Banking analysts said the takeover appeared to coincide with efforts by authorities to unwind the assets of Mr. Xiao’s financial empire. Mr. Xiao, who for several years performed low-key financial dealings for China’s elite, held few assets in his name; his sprawling business interests are grouped under an umbrella company Tomorrow Holding Ltd.

[…] The seizing of Baoshang is another coda on an era in which a clutch of tycoons disappeared, some resurfacing later, as Chinese authorities pressed a crackdown on corruption and a cleanup of the financial sector following a stock-market meltdown. Some were formally detained and investigated while others saw their businesses come under pressure.

In one prominent case, regulators in 2018 seized control of once fast-growing Anbang Insurance Group, which had made eyebrow-raising investments in overseas property, including the Waldorf Astoria hotel in New York. Anbang’s chairman, Wu Xiaohui, was sentenced to 18 years in prison later that year after being convicted of fraud and abuse of power.
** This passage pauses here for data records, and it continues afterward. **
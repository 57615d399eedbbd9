// Copyright 2025 Crrow
//
// Licensed under the Apache License, Version 2.0 (the "License");
// you may not use this file except in compliance with the License.
// You may obtain a copy of the License at
//
//      http://www.apache.org/licenses/LICENSE-2.0
//
// Unless required by applicable law or agreed to in writing, software
// distributed under the License is distributed on an "AS IS" BASIS,
// WITHOUT WARRANTIES OR CONDITIONS OF ANY KIND, either express or implied.
// See the License for the specific language governing permissions and
// limitations under the License.

//! The queue manager: registry, journals, recovery and sessions.
//!
//! ```text
//!   CREATED ──initialise──▶ INITIALISED ──start──▶ STARTED ──stop──▶ STOPPED
//!      │                                   ▲                           │
//!      └───────────────start───────────────┘◀──────────start───────────┘
//!
//!   any state ──dispose──▶ DISPOSED
//! ```
//!
//! `start()` runs local and XA recovery before it returns, so sessions are
//! only handed out once every incomplete transaction has been repaired.

use std::{
    collections::HashMap,
    fs,
    sync::{
        Arc,
        atomic::{AtomicU64, Ordering},
    },
};

use parking_lot::Mutex;
use serde::{Serialize, de::DeserializeOwned};
use snafu::{ResultExt, ensure};
use tracing::{debug, info};

use crate::{
    QueueConfig, QueueItem, QueueManagerConfig, QueueStore, Result,
    codec::{BincodeCodec, SharedCodec},
    error::{InvalidLifecycleSnafu, IoSnafu, RegistrationConflictSnafu},
    journal::{LocalTxJournal, TxJournal, XaTxJournal},
    path,
    recovery::{LocalTxQueueTransactionRecoverer, QueueProvider, RecoverySummary, XaTransactionRecoverer},
    session::QueueSession,
    store::{DualFileQueueStore, InMemoryQueueStore, QueueStoreBackend},
    xa::{XaQueueSession, XaResourceManager},
};

#[derive(Debug, Clone, Copy, PartialEq, Eq, derive_more::Display)]
pub enum LifecycleState {
    #[display("created")]
    Created,
    #[display("initialised")]
    Initialised,
    #[display("recovering")]
    Recovering,
    #[display("started")]
    Started,
    #[display("stopped")]
    Stopped,
    #[display("disposed")]
    Disposed,
}

/// Recovery outcome reported by [`TransactionalQueueManager::start`].
#[derive(Debug, Clone, Copy, Default, PartialEq, Eq)]
pub struct StartReport {
    pub local: RecoverySummary,
    pub xa:    RecoverySummary,
}

struct Journals<T: QueueItem> {
    local: Arc<LocalTxJournal>,
    xa:    Arc<XaTxJournal>,
    xa_rm: Arc<XaResourceManager<T>>,
}

impl<T: QueueItem> Clone for Journals<T> {
    fn clone(&self) -> Self {
        Self {
            local: Arc::clone(&self.local),
            xa:    Arc::clone(&self.xa),
            xa_rm: Arc::clone(&self.xa_rm),
        }
    }
}

struct ManagerInner<T: QueueItem> {
    config:        QueueManagerConfig,
    codec:         SharedCodec<T>,
    default_queue: Mutex<QueueConfig>,
    overrides:     Mutex<HashMap<String, QueueConfig>>,
    queues:        Mutex<HashMap<String, Arc<QueueStore<T>>>>,
    journals:      Mutex<Option<Journals<T>>>,
    state:         Mutex<LifecycleState>,
    tx_ids:        Arc<AtomicU64>,
    generation:    AtomicU64,
}

impl<T: QueueItem> ManagerInner<T> {
    fn queue_config(&self, name: &str) -> QueueConfig {
        self.overrides
            .lock()
            .get(name)
            .copied()
            .unwrap_or_else(|| *self.default_queue.lock())
    }

    fn ensure_state(&self, operation: &'static str, allowed: &[LifecycleState]) -> Result<LifecycleState> {
        let state = *self.state.lock();
        ensure!(allowed.contains(&state), InvalidLifecycleSnafu {
            operation,
            state: state.to_string(),
        });
        Ok(state)
    }

    fn journals(&self) -> Result<Journals<T>> {
        self.journals.lock().clone().ok_or_else(|| {
            InvalidLifecycleSnafu {
                operation: "use the transaction journals",
                state:     self.state.lock().to_string(),
            }
            .build()
        })
    }

    fn open_backend(
        &self,
        name: &str,
        persistent: bool,
        capacity: Option<usize>,
    ) -> Result<Box<dyn QueueStoreBackend<T>>> {
        if !persistent {
            return Ok(Box::new(InMemoryQueueStore::new(capacity)));
        }
        let backend = DualFileQueueStore::open(
            path::queue_dir(&self.config.working_directory, name),
            Arc::clone(&self.codec),
            self.config.max_file_size,
            self.config.flush_mode,
        )?;
        Ok(Box::new(backend))
    }

    fn open_store(&self, name: &str) -> Result<QueueStore<T>> {
        let config = self.queue_config(name);
        let backend = self.open_backend(name, config.persistent, config.capacity)?;
        Ok(QueueStore::new(name, config.capacity, backend))
    }

    /// Reattaches a backend to a registered queue closed by `stop()`.
    fn reopen_if_closed(&self, queue: &QueueStore<T>) -> Result<()> {
        if queue.is_closed() {
            let backend = self.open_backend(queue.name(), queue.is_persistent(), queue.capacity())?;
            queue.reopen(backend)?;
        }
        Ok(())
    }

    fn reopen_closed_queues(&self) -> Result<()> {
        let queues: Vec<_> = self.queues.lock().values().cloned().collect();
        for queue in queues {
            self.reopen_if_closed(&queue)?;
        }
        Ok(())
    }

    /// Closes every registered queue. Handles stay valid and come back to
    /// life on the next `start()`.
    fn close_queues(&self) -> Result<()> {
        let queues: Vec<_> = self.queues.lock().values().cloned().collect();
        for queue in queues {
            queue.close()?;
        }
        Ok(())
    }

    fn drop_all_queues(&self) -> Result<()> {
        let queues: Vec<_> = self.queues.lock().drain().map(|(_, queue)| queue).collect();
        for queue in queues {
            queue.close()?;
        }
        Ok(())
    }
}

const QUEUE_ACCESS_STATES: &[LifecycleState] = &[
    LifecycleState::Initialised,
    LifecycleState::Recovering,
    LifecycleState::Started,
];

impl<T: QueueItem> QueueProvider<T> for ManagerInner<T> {
    fn get_queue(&self, name: &str) -> Result<Arc<QueueStore<T>>> {
        self.ensure_state("get a queue", QUEUE_ACCESS_STATES)?;
        path::validate_queue_name(name)?;
        let mut queues = self.queues.lock();
        if let Some(queue) = queues.get(name) {
            self.reopen_if_closed(queue)?;
            return Ok(Arc::clone(queue));
        }
        let queue = Arc::new(self.open_store(name)?);
        queues.insert(name.to_owned(), Arc::clone(&queue));
        debug!(queue = %name, kind = %queue.kind(), "Opened queue");
        Ok(queue)
    }

    fn dispose_queue(&self, name: &str) -> Result<()> {
        self.ensure_state("dispose a queue", QUEUE_ACCESS_STATES)?;
        let registered = self.queues.lock().remove(name);
        let queue = match registered {
            Some(queue) => queue,
            None => Arc::new(self.open_store(name)?),
        };
        queue.dispose()?;
        info!(queue = %name, "Disposed queue");
        Ok(())
    }

    fn generation(&self) -> u64 { self.generation.load(Ordering::SeqCst) }
}

/// Entry point of the engine.
///
/// Cloning is cheap; clones share one registry and one pair of journals.
pub struct TransactionalQueueManager<T: QueueItem> {
    inner: Arc<ManagerInner<T>>,
}

impl<T: QueueItem> Clone for TransactionalQueueManager<T> {
    fn clone(&self) -> Self {
        Self {
            inner: Arc::clone(&self.inner),
        }
    }
}

impl<T> TransactionalQueueManager<T>
where
    T: QueueItem + Serialize + DeserializeOwned,
{
    /// Manager storing items with [`BincodeCodec`].
    pub fn with_bincode(config: QueueManagerConfig) -> Self { Self::new(config, Arc::new(BincodeCodec)) }
}

impl<T: QueueItem> TransactionalQueueManager<T> {
    pub fn new(config: QueueManagerConfig, codec: SharedCodec<T>) -> Self {
        Self {
            inner: Arc::new(ManagerInner {
                default_queue: Mutex::new(config.default_queue),
                config,
                codec,
                overrides: Mutex::new(HashMap::new()),
                queues: Mutex::new(HashMap::new()),
                journals: Mutex::new(None),
                state: Mutex::new(LifecycleState::Created),
                tx_ids: Arc::new(AtomicU64::new(1)),
                generation: AtomicU64::new(0),
            }),
        }
    }

    pub fn config(&self) -> &QueueManagerConfig { &self.inner.config }

    pub fn state(&self) -> LifecycleState { *self.inner.state.lock() }

    /// Creates the working directory and opens both journals.
    pub fn initialise(&self) -> Result<()> {
        self.inner.ensure_state("initialise", &[LifecycleState::Created])?;
        let workdir = &self.inner.config.working_directory;
        fs::create_dir_all(path::queue_store_root(workdir)).context(IoSnafu {
            path: path::queue_store_root(workdir),
        })?;

        let max_size = self.inner.config.max_journal_size;
        let local = Arc::new(LocalTxJournal::open(path::local_journal_path(workdir), max_size)?);
        let xa = Arc::new(XaTxJournal::open(path::xa_journal_path(workdir), max_size)?);
        let xa_rm = Arc::new(XaResourceManager::new(Arc::clone(&xa), Arc::clone(&self.inner.codec)));
        *self.inner.journals.lock() = Some(Journals { local, xa, xa_rm });
        *self.inner.state.lock() = LifecycleState::Initialised;

        info!(workdir = ?workdir, "Initialised queue manager");
        Ok(())
    }

    /// Recovers incomplete transactions and admits clients. Initialises
    /// first when needed.
    pub fn start(&self) -> Result<StartReport> {
        let previous = self.inner.ensure_state("start", &[
            LifecycleState::Created,
            LifecycleState::Initialised,
            LifecycleState::Stopped,
        ])?;
        if previous == LifecycleState::Created {
            self.initialise()?;
        }
        let resume_state = if previous == LifecycleState::Stopped {
            LifecycleState::Stopped
        } else {
            LifecycleState::Initialised
        };

        *self.inner.state.lock() = LifecycleState::Recovering;
        let report = self.inner.reopen_closed_queues().and_then(|()| self.recover());
        *self.inner.state.lock() = if report.is_ok() {
            LifecycleState::Started
        } else {
            resume_state
        };
        let report = report?;

        info!(
            local_transactions = report.local.transactions,
            xa_transactions = report.xa.transactions,
            in_doubt = report.xa.in_doubt,
            "Started queue manager"
        );
        Ok(report)
    }

    fn recover(&self) -> Result<StartReport> {
        let journals = self.inner.journals()?;
        let provider: &dyn QueueProvider<T> = &*self.inner;

        let local = LocalTxQueueTransactionRecoverer::new(journals.local.clone(), Arc::clone(&self.inner.codec))
            .recover_incomplete_transactions(provider)?;
        let xa = XaTransactionRecoverer::new(journals.xa.clone(), Arc::clone(&self.inner.codec)).recover(provider)?;
        journals.xa_rm.adopt_in_doubt(xa.in_doubt);

        Ok(StartReport {
            local,
            xa: xa.summary,
        })
    }

    /// Closes every open queue and syncs the journals. Incomplete
    /// transactions are left for the next `start()` to recover. Queue
    /// handles stay registered and are reopened by `start()`.
    pub fn stop(&self) -> Result<()> {
        self.inner.ensure_state("stop", &[LifecycleState::Started])?;
        *self.inner.state.lock() = LifecycleState::Stopped;
        self.inner.generation.fetch_add(1, Ordering::SeqCst);

        let journals = self.inner.journals()?;
        journals.xa_rm.abandon_all();
        self.inner.close_queues()?;
        journals.local.sync()?;
        journals.xa.sync()?;
        info!("Stopped queue manager");
        Ok(())
    }

    /// Releases everything. Persisted queues and journals stay on disk.
    pub fn dispose(&self) -> Result<()> {
        let previous = std::mem::replace(&mut *self.inner.state.lock(), LifecycleState::Disposed);
        if previous == LifecycleState::Disposed {
            return Ok(());
        }
        self.inner.drop_all_queues()?;
        if let Some(journals) = self.inner.journals.lock().take() {
            journals.xa_rm.abandon_all();
            journals.local.close()?;
            journals.xa.close()?;
        }
        info!(previous = %previous, "Disposed queue manager");
        Ok(())
    }

    /// Replaces the configuration used by queues without an override.
    pub fn set_default_queue_config(&self, config: QueueConfig) { *self.inner.default_queue.lock() = config; }

    /// Overrides the configuration of one queue. A registered queue keeps
    /// its settings until it is disposed.
    pub fn set_queue_config(&self, name: impl Into<String>, config: QueueConfig) {
        self.inner.overrides.lock().insert(name.into(), config);
    }

    pub fn queue_config(&self, name: &str) -> QueueConfig { self.inner.queue_config(name) }

    /// Opens a queue that must not be open yet.
    pub fn create_queue(&self, name: &str) -> Result<Arc<QueueStore<T>>> {
        ensure!(!self.inner.queues.lock().contains_key(name), RegistrationConflictSnafu {
            name,
        });
        self.inner.get_queue(name)
    }

    /// Returns the named queue, opening it on first use.
    pub fn get_queue(&self, name: &str) -> Result<Arc<QueueStore<T>>> { self.inner.get_queue(name) }

    pub fn dispose_queue(&self, name: &str) -> Result<()> { self.inner.dispose_queue(name) }

    /// Names of the registered queues.
    pub fn queue_names(&self) -> Vec<String> {
        let mut names: Vec<String> = self.inner.queues.lock().keys().cloned().collect();
        names.sort();
        names
    }

    pub fn get_queue_session(&self) -> Result<QueueSession<T>> {
        self.inner.ensure_state("open a session", &[LifecycleState::Started])?;
        let journals = self.inner.journals()?;
        let local: Arc<dyn TxJournal<_>> = journals.local;
        Ok(QueueSession::new(
            Arc::clone(&self.inner) as Arc<dyn QueueProvider<T>>,
            local,
            Arc::clone(&self.inner.codec),
            self.inner.config.transaction_timeout,
            Arc::clone(&self.inner.tx_ids),
        ))
    }

    pub fn get_xa_session(&self) -> Result<XaQueueSession<T>> {
        self.inner.ensure_state("open an XA session", &[LifecycleState::Started])?;
        let journals = self.inner.journals()?;
        Ok(XaQueueSession::new(
            journals.xa_rm,
            Arc::clone(&self.inner) as Arc<dyn QueueProvider<T>>,
            self.inner.config.transaction_timeout,
        ))
    }

    /// Local transaction ids handed out so far.
    pub fn transactions_begun(&self) -> u64 { self.inner.tx_ids.load(Ordering::SeqCst) - 1 }
}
Mr. Wu expressed remorse, according to the court that sentenced him, but he also said he doubted he violated any laws. He hasn’t made a public statement since. [Source]

A government directive in January on handling of risk related to Xiao’s Tomorrow Group ordered media to “let information released by the government serve as the standard. Don’t report or reprint related information without permission.” Following reports of his disappearance in 2017, another directive called for “all websites, including Wechat and Weibo accounts, media apps, and affiliated self-media, [to] please immediately find and delete information on the ‘Tomorrow Group’ and Xiao Jianhua.” Another directive in 2014 ordered suppression of a New York Times article on Xiao’s business dealings with Chinese political elites.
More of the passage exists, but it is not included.